Brief. Return every line below in which "ObjectStore" appears.
################
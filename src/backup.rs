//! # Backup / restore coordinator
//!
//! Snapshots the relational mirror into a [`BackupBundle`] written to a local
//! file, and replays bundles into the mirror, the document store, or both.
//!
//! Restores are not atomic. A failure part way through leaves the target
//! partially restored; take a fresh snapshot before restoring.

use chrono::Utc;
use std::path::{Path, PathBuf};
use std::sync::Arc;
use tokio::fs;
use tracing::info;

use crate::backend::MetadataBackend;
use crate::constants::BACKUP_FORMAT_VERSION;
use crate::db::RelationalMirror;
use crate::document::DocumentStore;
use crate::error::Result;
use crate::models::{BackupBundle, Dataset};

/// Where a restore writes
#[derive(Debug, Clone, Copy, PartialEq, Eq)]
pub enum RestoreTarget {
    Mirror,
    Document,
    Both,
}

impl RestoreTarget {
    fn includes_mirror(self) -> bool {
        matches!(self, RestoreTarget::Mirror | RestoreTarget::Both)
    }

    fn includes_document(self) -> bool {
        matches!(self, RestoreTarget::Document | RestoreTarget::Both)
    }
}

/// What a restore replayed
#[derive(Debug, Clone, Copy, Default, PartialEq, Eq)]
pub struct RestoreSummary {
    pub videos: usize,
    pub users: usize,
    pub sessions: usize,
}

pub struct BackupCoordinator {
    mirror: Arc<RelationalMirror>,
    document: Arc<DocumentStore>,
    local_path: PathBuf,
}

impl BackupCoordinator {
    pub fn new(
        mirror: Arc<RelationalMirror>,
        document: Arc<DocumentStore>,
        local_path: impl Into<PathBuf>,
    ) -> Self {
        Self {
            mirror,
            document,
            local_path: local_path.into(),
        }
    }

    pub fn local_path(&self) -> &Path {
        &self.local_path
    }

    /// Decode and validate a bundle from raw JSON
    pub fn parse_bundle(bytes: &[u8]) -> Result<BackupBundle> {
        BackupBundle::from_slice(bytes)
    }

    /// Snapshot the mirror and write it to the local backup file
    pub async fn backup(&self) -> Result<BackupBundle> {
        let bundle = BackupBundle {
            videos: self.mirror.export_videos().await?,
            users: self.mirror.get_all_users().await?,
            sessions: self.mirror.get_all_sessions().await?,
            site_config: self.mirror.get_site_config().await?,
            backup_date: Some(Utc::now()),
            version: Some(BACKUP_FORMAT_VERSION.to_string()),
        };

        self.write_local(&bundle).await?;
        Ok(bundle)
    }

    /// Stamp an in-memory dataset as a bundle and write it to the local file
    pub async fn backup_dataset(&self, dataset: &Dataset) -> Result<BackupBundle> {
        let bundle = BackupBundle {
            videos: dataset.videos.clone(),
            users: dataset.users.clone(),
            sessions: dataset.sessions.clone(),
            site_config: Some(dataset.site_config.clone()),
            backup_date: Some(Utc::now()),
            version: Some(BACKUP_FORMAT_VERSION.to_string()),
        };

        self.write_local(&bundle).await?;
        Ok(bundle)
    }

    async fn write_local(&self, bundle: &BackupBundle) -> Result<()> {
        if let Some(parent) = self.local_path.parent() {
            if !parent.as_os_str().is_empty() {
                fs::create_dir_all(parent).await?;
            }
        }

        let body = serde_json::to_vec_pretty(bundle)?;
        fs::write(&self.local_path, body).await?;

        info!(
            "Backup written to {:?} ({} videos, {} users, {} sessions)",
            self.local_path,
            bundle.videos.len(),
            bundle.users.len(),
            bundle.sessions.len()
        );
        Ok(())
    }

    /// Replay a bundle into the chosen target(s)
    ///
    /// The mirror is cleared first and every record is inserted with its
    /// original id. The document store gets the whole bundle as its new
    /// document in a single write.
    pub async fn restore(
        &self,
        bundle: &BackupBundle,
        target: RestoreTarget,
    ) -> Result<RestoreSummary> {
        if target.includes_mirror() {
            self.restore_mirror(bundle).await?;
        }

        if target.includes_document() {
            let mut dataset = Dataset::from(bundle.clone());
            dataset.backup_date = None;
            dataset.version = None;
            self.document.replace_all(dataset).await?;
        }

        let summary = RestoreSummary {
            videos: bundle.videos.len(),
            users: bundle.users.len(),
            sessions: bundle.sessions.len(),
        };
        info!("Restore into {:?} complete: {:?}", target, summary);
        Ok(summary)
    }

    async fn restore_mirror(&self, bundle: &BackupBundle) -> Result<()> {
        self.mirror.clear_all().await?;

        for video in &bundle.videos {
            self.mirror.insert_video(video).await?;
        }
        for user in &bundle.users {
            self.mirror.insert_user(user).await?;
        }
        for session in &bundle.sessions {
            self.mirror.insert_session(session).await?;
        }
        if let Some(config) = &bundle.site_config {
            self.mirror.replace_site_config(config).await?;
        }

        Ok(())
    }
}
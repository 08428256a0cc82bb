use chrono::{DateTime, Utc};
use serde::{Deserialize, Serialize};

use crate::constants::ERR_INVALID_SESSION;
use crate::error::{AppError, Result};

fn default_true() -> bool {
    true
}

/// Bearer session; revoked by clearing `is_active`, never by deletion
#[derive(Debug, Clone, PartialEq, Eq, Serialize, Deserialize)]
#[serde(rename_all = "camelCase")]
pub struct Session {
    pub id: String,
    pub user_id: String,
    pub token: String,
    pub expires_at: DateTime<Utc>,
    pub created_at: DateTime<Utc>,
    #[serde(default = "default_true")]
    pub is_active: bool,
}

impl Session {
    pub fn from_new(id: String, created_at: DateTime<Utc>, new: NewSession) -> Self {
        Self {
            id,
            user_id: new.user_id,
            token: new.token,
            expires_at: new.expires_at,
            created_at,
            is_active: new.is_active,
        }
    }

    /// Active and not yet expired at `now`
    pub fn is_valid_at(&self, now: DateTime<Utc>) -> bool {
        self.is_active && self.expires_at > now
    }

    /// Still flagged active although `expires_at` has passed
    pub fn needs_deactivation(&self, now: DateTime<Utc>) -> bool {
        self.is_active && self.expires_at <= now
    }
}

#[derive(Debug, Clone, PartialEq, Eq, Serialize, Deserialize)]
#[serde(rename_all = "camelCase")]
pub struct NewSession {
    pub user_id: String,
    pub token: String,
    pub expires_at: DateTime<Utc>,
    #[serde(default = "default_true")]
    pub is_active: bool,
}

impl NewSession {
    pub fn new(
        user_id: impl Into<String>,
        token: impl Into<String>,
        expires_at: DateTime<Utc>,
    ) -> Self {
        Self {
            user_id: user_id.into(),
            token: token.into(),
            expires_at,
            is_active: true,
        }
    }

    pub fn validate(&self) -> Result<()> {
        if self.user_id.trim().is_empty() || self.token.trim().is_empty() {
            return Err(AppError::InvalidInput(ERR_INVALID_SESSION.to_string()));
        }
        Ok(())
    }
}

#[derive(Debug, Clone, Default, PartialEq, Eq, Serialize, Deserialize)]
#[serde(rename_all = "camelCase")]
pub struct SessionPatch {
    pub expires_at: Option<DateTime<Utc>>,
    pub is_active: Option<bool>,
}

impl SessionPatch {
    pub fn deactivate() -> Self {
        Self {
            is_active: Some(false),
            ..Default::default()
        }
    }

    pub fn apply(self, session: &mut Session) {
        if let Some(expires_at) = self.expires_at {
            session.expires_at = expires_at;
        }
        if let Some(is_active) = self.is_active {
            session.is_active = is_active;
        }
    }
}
################
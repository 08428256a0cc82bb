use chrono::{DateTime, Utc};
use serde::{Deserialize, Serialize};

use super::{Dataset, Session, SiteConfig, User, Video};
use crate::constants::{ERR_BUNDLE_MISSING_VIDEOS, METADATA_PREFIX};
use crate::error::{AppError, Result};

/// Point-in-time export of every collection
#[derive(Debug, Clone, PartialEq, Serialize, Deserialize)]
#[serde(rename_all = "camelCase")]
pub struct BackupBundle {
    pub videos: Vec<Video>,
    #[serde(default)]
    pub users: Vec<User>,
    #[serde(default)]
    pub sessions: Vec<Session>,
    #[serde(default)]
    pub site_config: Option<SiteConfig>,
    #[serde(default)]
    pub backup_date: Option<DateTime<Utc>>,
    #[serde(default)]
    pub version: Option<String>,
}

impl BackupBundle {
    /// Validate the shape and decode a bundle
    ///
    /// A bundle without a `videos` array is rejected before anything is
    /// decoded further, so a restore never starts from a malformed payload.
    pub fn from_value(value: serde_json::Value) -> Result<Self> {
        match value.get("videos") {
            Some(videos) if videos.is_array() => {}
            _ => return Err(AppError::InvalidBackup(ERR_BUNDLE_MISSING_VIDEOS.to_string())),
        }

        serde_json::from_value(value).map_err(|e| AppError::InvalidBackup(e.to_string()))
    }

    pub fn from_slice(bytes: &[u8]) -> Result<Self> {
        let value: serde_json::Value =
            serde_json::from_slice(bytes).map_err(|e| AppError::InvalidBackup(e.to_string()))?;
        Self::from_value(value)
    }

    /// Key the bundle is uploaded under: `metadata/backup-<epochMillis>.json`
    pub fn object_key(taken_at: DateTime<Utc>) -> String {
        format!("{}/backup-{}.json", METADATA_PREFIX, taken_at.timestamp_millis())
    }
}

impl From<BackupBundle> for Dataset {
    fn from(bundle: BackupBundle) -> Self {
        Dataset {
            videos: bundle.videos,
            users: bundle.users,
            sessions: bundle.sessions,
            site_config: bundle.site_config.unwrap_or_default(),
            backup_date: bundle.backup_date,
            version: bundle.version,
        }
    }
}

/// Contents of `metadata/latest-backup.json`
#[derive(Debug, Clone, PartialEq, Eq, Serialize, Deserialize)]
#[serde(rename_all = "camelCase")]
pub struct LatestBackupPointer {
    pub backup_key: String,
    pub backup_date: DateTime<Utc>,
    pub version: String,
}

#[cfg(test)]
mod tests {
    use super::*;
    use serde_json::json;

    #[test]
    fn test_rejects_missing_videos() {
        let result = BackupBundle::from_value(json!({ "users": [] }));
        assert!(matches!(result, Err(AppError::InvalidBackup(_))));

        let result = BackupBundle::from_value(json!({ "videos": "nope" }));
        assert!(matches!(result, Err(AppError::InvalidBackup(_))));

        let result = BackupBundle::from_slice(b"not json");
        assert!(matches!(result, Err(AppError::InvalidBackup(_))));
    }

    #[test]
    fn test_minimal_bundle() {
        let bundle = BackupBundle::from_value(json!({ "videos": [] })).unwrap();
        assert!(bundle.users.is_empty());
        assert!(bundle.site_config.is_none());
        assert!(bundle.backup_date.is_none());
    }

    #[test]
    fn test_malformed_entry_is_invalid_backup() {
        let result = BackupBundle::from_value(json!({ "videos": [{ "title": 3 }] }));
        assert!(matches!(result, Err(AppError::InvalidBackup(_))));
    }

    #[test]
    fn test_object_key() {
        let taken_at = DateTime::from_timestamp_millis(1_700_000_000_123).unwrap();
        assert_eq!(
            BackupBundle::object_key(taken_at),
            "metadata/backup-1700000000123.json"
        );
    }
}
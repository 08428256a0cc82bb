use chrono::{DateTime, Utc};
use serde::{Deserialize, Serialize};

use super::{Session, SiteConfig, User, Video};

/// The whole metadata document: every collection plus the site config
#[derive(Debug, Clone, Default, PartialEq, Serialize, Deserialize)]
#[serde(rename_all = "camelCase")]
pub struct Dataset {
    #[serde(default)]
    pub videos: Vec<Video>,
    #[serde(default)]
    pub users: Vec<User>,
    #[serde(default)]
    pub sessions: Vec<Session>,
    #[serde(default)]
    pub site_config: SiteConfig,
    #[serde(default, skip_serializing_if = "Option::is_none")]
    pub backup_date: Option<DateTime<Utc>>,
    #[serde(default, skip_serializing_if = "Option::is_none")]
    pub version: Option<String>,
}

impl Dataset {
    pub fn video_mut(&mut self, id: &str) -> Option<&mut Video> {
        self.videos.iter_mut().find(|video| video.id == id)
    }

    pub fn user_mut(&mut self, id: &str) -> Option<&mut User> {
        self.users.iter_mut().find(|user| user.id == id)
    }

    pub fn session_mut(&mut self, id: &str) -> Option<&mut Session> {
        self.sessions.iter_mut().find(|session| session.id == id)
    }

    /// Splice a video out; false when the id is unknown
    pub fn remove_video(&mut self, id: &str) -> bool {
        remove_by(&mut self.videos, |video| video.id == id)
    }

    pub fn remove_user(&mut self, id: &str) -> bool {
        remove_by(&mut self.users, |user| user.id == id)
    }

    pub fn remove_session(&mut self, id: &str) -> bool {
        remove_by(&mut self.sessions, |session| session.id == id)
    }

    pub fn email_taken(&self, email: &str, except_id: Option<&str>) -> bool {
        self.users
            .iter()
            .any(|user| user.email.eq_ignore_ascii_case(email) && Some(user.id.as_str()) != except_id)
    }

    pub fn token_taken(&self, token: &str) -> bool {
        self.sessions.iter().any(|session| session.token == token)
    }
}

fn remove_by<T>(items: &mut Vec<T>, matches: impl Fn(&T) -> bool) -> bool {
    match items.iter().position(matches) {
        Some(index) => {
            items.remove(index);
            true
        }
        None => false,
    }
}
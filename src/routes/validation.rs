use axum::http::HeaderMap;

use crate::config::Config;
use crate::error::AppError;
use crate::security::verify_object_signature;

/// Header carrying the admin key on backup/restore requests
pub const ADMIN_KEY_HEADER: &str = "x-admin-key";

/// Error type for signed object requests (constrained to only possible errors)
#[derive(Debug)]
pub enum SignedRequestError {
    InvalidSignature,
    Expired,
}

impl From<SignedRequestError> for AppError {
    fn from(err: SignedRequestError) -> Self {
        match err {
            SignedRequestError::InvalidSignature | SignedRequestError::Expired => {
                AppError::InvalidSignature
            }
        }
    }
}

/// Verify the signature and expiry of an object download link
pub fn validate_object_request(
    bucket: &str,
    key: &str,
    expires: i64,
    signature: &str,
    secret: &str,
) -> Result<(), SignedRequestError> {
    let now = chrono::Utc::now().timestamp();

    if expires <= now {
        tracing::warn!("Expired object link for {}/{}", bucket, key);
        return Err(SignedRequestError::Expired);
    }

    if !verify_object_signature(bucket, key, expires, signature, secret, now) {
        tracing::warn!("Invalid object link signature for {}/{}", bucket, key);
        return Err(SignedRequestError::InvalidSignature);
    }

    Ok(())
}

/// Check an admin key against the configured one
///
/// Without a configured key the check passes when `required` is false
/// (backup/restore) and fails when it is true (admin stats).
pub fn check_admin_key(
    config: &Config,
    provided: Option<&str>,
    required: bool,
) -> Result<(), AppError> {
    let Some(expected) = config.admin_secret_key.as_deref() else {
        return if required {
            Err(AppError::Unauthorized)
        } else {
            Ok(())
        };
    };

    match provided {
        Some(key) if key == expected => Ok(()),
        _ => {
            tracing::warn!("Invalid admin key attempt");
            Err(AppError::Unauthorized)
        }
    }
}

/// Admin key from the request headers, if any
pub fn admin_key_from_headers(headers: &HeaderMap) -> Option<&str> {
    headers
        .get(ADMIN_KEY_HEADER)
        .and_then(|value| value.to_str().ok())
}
################
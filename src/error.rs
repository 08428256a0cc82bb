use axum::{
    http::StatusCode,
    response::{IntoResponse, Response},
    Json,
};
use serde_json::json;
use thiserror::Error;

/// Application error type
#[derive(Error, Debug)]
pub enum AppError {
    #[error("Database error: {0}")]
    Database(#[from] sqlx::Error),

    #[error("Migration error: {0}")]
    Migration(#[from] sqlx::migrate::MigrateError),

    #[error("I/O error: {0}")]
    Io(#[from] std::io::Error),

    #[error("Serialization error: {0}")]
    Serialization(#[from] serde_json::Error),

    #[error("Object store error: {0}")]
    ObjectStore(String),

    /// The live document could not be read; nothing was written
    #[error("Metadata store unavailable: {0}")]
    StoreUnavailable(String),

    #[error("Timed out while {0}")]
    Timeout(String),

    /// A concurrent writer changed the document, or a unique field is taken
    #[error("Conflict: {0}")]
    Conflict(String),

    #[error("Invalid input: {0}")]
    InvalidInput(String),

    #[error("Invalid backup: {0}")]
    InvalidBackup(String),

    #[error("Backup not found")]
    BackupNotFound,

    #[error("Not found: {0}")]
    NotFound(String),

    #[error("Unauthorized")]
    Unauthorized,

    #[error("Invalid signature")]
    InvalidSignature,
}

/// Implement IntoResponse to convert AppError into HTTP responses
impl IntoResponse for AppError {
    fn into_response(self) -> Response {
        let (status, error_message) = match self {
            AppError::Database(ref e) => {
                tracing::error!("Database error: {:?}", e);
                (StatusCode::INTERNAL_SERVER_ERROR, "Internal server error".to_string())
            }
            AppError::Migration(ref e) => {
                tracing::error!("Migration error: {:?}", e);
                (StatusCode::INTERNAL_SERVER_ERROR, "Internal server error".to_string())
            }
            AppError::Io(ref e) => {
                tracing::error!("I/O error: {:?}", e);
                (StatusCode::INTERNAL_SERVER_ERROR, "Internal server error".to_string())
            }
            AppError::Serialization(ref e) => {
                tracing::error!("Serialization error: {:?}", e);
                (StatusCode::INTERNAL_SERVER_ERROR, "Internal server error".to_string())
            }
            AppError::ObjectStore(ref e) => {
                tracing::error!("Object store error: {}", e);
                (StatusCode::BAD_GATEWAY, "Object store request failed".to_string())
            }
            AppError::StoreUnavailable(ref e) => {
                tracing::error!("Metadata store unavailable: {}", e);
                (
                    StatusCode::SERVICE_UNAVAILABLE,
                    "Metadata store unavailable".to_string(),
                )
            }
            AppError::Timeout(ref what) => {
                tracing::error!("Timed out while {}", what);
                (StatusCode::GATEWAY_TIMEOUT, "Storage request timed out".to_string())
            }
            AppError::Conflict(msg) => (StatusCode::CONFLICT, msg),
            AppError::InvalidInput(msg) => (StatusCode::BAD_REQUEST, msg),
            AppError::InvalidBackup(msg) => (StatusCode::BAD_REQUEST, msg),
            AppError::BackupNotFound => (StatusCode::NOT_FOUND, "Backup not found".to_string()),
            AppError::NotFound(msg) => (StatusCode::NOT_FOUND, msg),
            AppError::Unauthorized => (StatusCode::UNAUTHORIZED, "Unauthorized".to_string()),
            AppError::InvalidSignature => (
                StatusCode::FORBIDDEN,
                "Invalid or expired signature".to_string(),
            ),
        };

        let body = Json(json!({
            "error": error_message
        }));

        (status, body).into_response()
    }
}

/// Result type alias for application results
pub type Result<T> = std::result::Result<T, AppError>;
################
Finished exercise.
    ObjectStore(String),
            AppError::ObjectStore(ref e) => {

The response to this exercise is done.